In his new book Twentieth-Century Catholic Theologians, the Dominican Fergus Kerr questions the wisdom of moving the nuptial meaning of the body, which builds on the complementarity of the sexes, from the periphery to the center of theological speculation about the nature of God. This invites another question: How central to the Christian understanding of the meaning of marriage is the sexual difference between men and women? It is this question that Christopher Roberts addresses in his Creation and Covenant: The Significance of Sexual Difference in the Moral Theology of Marriage, and no one paying attention to the arguments about the blessing of same-sex unions in the Christian churches will want to ignore it. Roberts says he aims to raise the level of the theological conversation now dominated by questions of the justice of treating heterosexuals and homosexuals equally. Have most Christian thinkers thought sexual difference to be morally and theologically important? If so, does the contemporary discussion take account of their insights and arguments?

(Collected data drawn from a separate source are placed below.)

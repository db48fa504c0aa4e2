//! Input validation for process workloads.
//!
//! Checks structural integrity of process descriptors before they reach
//! the scheduler. Detects:
//! - Duplicate IDs
//! - Zero burst durations
//!
//! The scheduler assumes validated input and only re-checks emptiness;
//! any descriptor that passes here schedules cleanly.

use std::collections::HashSet;

use crate::models::ProcessDescriptor;

/// Validation result.
pub type ValidationResult = Result<(), Vec<ValidationError>>;

/// A validation error.
#[derive(Debug, Clone, PartialEq)]
pub struct ValidationError {
    /// Error category.
    pub kind: ValidationErrorKind,
    /// Human-readable description.
    pub message: String,
}

/// Categories of validation errors.
#[derive(Debug, Clone, PartialEq, Eq)]
pub enum ValidationErrorKind {
    /// Two descriptors share the same ID.
    DuplicateId,
    /// A descriptor has a burst of zero ticks.
    ZeroBurst,
}

impl ValidationError {
    fn new(kind: ValidationErrorKind, message: impl Into<String>) -> Self {
        Self {
            kind,
            message: message.into(),
        }
    }
}

/// Validates a workload snapshot.
///
/// Checks:
/// 1. No duplicate process IDs
/// 2. Every burst is positive
///
/// # Returns
/// `Ok(())` if all checks pass, `Err(errors)` with all detected issues.
pub fn validate_processes(processes: &[ProcessDescriptor]) -> ValidationResult {
    let mut errors = Vec::new();
    let mut ids = HashSet::new();

    for process in processes {
        if !ids.insert(process.id.as_str()) {
            errors.push(ValidationError::new(
                ValidationErrorKind::DuplicateId,
                format!("Duplicate process ID: {}", process.id),
            ));
        }

        if process.burst == 0 {
            errors.push(ValidationError::new(
                ValidationErrorKind::ZeroBurst,
                format!("Process '{}' has a zero burst time", process.id),
            ));
        }
    }

    if errors.is_empty() {
        Ok(())
    } else {
        Err(errors)
    }
}
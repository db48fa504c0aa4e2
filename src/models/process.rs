//! Process descriptor model.
//!
//! A process descriptor is the unit of input to the scheduler: an
//! identifier, an arrival time, and a CPU burst duration. Descriptors are
//! immutable once submitted to a run.

use serde::{Deserialize, Serialize};

use super::Ticks;

/// A process to be scheduled.
///
/// # Invariants
///
/// `burst` must be positive. The input boundary
/// ([`validate_processes`](crate::validation::validate_processes)) enforces
/// this before a descriptor reaches the scheduler; the scheduler itself does
/// not re-validate.
#[derive(Debug, Clone, PartialEq, Eq, Serialize, Deserialize)]
pub struct ProcessDescriptor {
    /// Unique process identifier (e.g. `"P1"`).
    pub id: String,
    /// Arrival time (ticks from the simulation epoch).
    pub arrival: Ticks,
    /// CPU burst duration (ticks, > 0).
    pub burst: Ticks,
    /// Opaque display attribute (e.g. a color). Ignored by the scheduler.
    pub tag: Option<String>,
}

impl ProcessDescriptor {
    /// Creates a descriptor with the given id, arrival, and burst.
    pub fn new(id: impl Into<String>, arrival: Ticks, burst: Ticks) -> Self {
        Self {
            id: id.into(),
            arrival,
            burst,
            tag: None,
        }
    }

    /// Sets the display tag.
    pub fn with_tag(mut self, tag: impl Into<String>) -> Self {
        self.tag = Some(tag.into());
        self
    }
}
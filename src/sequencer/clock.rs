//! Pluggable pacing for replays.
//!
//! The sequencer never calls `tokio::time::sleep` directly; it suspends
//! through a [`DelayProvider`]. Production replays use [`TokioDelay`],
//! tests use [`NoDelay`] and finish instantly with identical event order.

use std::time::Duration;

use async_trait::async_trait;

/// Source of paced suspension between replay stages.
#[async_trait]
pub trait DelayProvider: Send + Sync {
    /// Suspends the current task for roughly `duration`.
    async fn delay(&self, duration: Duration);
}

/// Wall-clock pacing via the tokio timer.
#[derive(Debug, Clone, Copy, Default)]
pub struct TokioDelay;

#[async_trait]
impl DelayProvider for TokioDelay {
    async fn delay(&self, duration: Duration) {
        tokio::time::sleep(duration).await;
    }
}

/// Zero-delay pacing: resolves immediately.
///
/// Keeps replays deterministic and instant in tests.
#[derive(Debug, Clone, Copy, Default)]
pub struct NoDelay;

#[async_trait]
impl DelayProvider for NoDelay {
    async fn delay(&self, _duration: Duration) {}
}
//! Replay events and the sink they are delivered to.

use serde::{Deserialize, Serialize};

use crate::models::{ExecutionInterval, Ticks};

/// A render event emitted during replay.
///
/// Events reference intervals by value so a sink never needs to hold the
/// plan itself.
#[derive(Debug, Clone, PartialEq, Eq, Serialize, Deserialize)]
pub enum ReplayEvent {
    /// An interval has entered the timeline with zero visual extent.
    BlockAppeared(ExecutionInterval),
    /// The interval has grown to its full extent.
    BlockExpanded(ExecutionInterval),
    /// A tick value should be marked on the time axis.
    ///
    /// Emitted at most once per tick value per replay.
    TimeMarker(Ticks),
}

/// Consumer of replay events.
///
/// Blanket-implemented for closures, so a test can simply collect into a
/// `Vec`:
///
/// ```
/// use fcfs_sim::sequencer::{ReplayEvent, ReplaySink};
///
/// let mut events = Vec::new();
/// let mut sink = |ev: ReplayEvent| events.push(ev);
/// sink.deliver(ReplayEvent::TimeMarker(0));
/// assert_eq!(events.len(), 1);
/// ```
pub trait ReplaySink {
    /// Delivers one event. Must not block.
    fn deliver(&mut self, event: ReplayEvent);
}

impl<F: FnMut(ReplayEvent)> ReplaySink for F {
    fn deliver(&mut self, event: ReplayEvent) {
        self(event)
    }
}
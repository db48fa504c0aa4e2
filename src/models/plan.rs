//! Execution plan (solution) model.
//!
//! An execution plan is the complete output of one scheduling run: an
//! ordered, gapless sequence of execution intervals plus per-process and
//! aggregate timing metrics.
//!
//! # Invariants
//!
//! - Intervals are contiguous and non-overlapping:
//!   `interval[i].end() == interval[i + 1].start`.
//! - The first interval starts at t=0 (an idle interval fills the gap when
//!   the earliest arrival is later).
//! - Every interval has a positive duration.

use serde::{Deserialize, Serialize};

use super::Ticks;

/// What an execution interval is occupied by.
#[derive(Debug, Clone, PartialEq, Eq, Serialize, Deserialize)]
pub enum Subject {
    /// A real process, by descriptor id.
    Process(String),
    /// No process was ready to run.
    Idle,
}

impl Subject {
    /// Display label: the process id, or `"Idle"`.
    pub fn label(&self) -> &str {
        match self {
            Subject::Process(id) => id,
            Subject::Idle => "Idle",
        }
    }
}

/// A contiguous slice of simulated CPU time.
#[derive(Debug, Clone, PartialEq, Eq, Serialize, Deserialize)]
pub struct ExecutionInterval {
    /// Occupant of this interval.
    pub subject: Subject,
    /// Start time (ticks).
    pub start: Ticks,
    /// Duration (ticks, > 0).
    pub duration: Ticks,
}

impl ExecutionInterval {
    /// Creates an interval occupied by a process.
    pub fn process(id: impl Into<String>, start: Ticks, duration: Ticks) -> Self {
        Self {
            subject: Subject::Process(id.into()),
            start,
            duration,
        }
    }

    /// Creates an idle interval.
    pub fn idle(start: Ticks, duration: Ticks) -> Self {
        Self {
            subject: Subject::Idle,
            start,
            duration,
        }
    }

    /// End time (start + duration).
    #[inline]
    pub fn end(&self) -> Ticks {
        self.start + self.duration
    }

    /// Whether this interval is an idle gap.
    #[inline]
    pub fn is_idle(&self) -> bool {
        self.subject == Subject::Idle
    }
}

/// Per-process timing metrics.
#[derive(Debug, Clone, PartialEq, Eq, Serialize, Deserialize)]
pub struct ProcessMetrics {
    /// Descriptor id this row belongs to.
    pub process_id: String,
    /// Time the process finished executing.
    pub completion: Ticks,
    /// `completion - arrival`.
    pub turnaround: Ticks,
    /// `turnaround - burst`. Never negative under FCFS.
    pub waiting: Ticks,
}

/// Averages over the real (non-idle) processes of a plan.
#[derive(Debug, Clone, PartialEq, Serialize, Deserialize)]
pub struct AggregateMetrics {
    /// Mean waiting time (ticks).
    pub avg_waiting: f64,
    /// Mean turnaround time (ticks).
    pub avg_turnaround: f64,
}

/// A complete scheduling run result.
///
/// Produced by [`FcfsScheduler::compute_plan`](crate::scheduler::FcfsScheduler::compute_plan);
/// never empty.
#[derive(Debug, Clone, PartialEq, Serialize, Deserialize)]
pub struct ExecutionPlan {
    /// Ordered execution intervals, including idle gaps.
    pub intervals: Vec<ExecutionInterval>,
    /// Per-process metrics, in scheduled order.
    pub metrics: Vec<ProcessMetrics>,
    /// Pre-computed averages over real processes.
    pub aggregate: AggregateMetrics,
}

impl ExecutionPlan {
    /// End time of the plan: the last interval's end.
    pub fn end_time(&self) -> Ticks {
        self.intervals.last().map(ExecutionInterval::end).unwrap_or(0)
    }

    /// Metrics row for a given process id.
    pub fn metrics_for(&self, process_id: &str) -> Option<&ProcessMetrics> {
        self.metrics.iter().find(|m| m.process_id == process_id)
    }

    /// Number of real (non-idle) processes in the plan.
    pub fn process_count(&self) -> usize {
        self.metrics.len()
    }

    /// Number of intervals, idle gaps included.
    pub fn interval_count(&self) -> usize {
        self.intervals.len()
    }

    /// Whether the interval sequence is gapless and non-overlapping.
    pub fn is_contiguous(&self) -> bool {
        self.intervals
            .windows(2)
            .all(|w| w[0].end() == w[1].start)
    }
}
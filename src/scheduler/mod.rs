//! FCFS scheduling and metric evaluation.
//!
//! # Algorithm
//!
//! [`FcfsScheduler`] implements First-Come-First-Served: processes run
//! strictly in arrival order, each to completion. It is non-preemptive and
//! optimal for nothing, but it is the canonical introductory discipline and
//! fully deterministic.
//!
//! # Metrics
//!
//! [`AggregateMetrics::calculate`] computes mean waiting and turnaround
//! times over the real (non-idle) processes of a plan.
//!
//! # Reference
//!
//! - Silberschatz et al. (2018), "Operating System Concepts", Ch. 5.3.1

mod fcfs;
mod metrics;

pub use fcfs::FcfsScheduler;

pub use crate::models::AggregateMetrics;
//! FCFS scheduling simulation and timeline replay.
//!
//! Simulates First-Come-First-Served CPU scheduling and replays the
//! resulting timeline as a deterministic, paced stream of render events.
//!
//! # Modules
//!
//! - **`models`**: Domain types — `ProcessDescriptor`, `ExecutionInterval`,
//!   `ExecutionPlan`, `ProcessMetrics`, `AggregateMetrics`
//! - **`scheduler`**: The pure FCFS engine and aggregate metric evaluation
//! - **`sequencer`**: Async replay of a plan with pluggable pacing and
//!   cooperative cancellation
//! - **`session`**: Caller-owned workload and run lifecycle
//! - **`validation`**: Input integrity checks (duplicate IDs, zero bursts)
//! - **`report`**: Two-decimal plain-text rendering of run metrics
//!
//! # Architecture
//!
//! The scheduler is synchronous and side-effect free; the sequencer is the
//! only suspending component. There is one logical thread of control —
//! cooperative suspension happens solely at the sequencer's pacing delays,
//! so no locking is involved anywhere.
//!
//! # Example
//!
//! ```
//! use fcfs_sim::models::ProcessDescriptor;
//! use fcfs_sim::scheduler::FcfsScheduler;
//! use fcfs_sim::report::format_summary;
//!
//! let processes = vec![
//!     ProcessDescriptor::new("P1", 0, 5),
//!     ProcessDescriptor::new("P2", 1, 3),
//!     ProcessDescriptor::new("P3", 2, 8),
//! ];
//!
//! let plan = FcfsScheduler::new().compute_plan(&processes).unwrap();
//! assert_eq!(plan.end_time(), 16);
//! assert!(format_summary(&plan.aggregate).contains("3.33"));
//! ```
//!
//! # References
//!
//! - Silberschatz et al. (2018), "Operating System Concepts", Ch. 5
//! - Tanenbaum & Bos (2015), "Modern Operating Systems", Ch. 2.4

pub mod error;
pub mod models;
pub mod report;
pub mod scheduler;
pub mod sequencer;
pub mod session;
pub mod validation;

pub use error::ScheduleError;
pub use models::{ExecutionInterval, ExecutionPlan, ProcessDescriptor, Ticks};
pub use scheduler::FcfsScheduler;
pub use sequencer::{ReplayEvent, ReplayOutcome, Sequencer};
pub use session::{Session, Workload};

Interrogating the tradition in this way requires Roberts to do some detective work, since the question was not always asked in quite the sharp and insistent way we ask it today. So he must proceed by indirection, especially in the early centuries. He takes us from the second-century apologist Tatian to John Paul II, through Jerome, Augustine, Bernard of Clairvaux, Thomas Aquinas, Luther, Calvin, and the great twentieth-century Reform theologian Karl Barth. Judgments on the theological meaning of sexual difference are tentative and unsettled for the first few centuries. Tatian seems to want us to ignore it as much as possible. Augustine, however, insists on the goodness and theological importance of sexual distinction, and his arguments on the subject have had an important influence on the subsequent tradition.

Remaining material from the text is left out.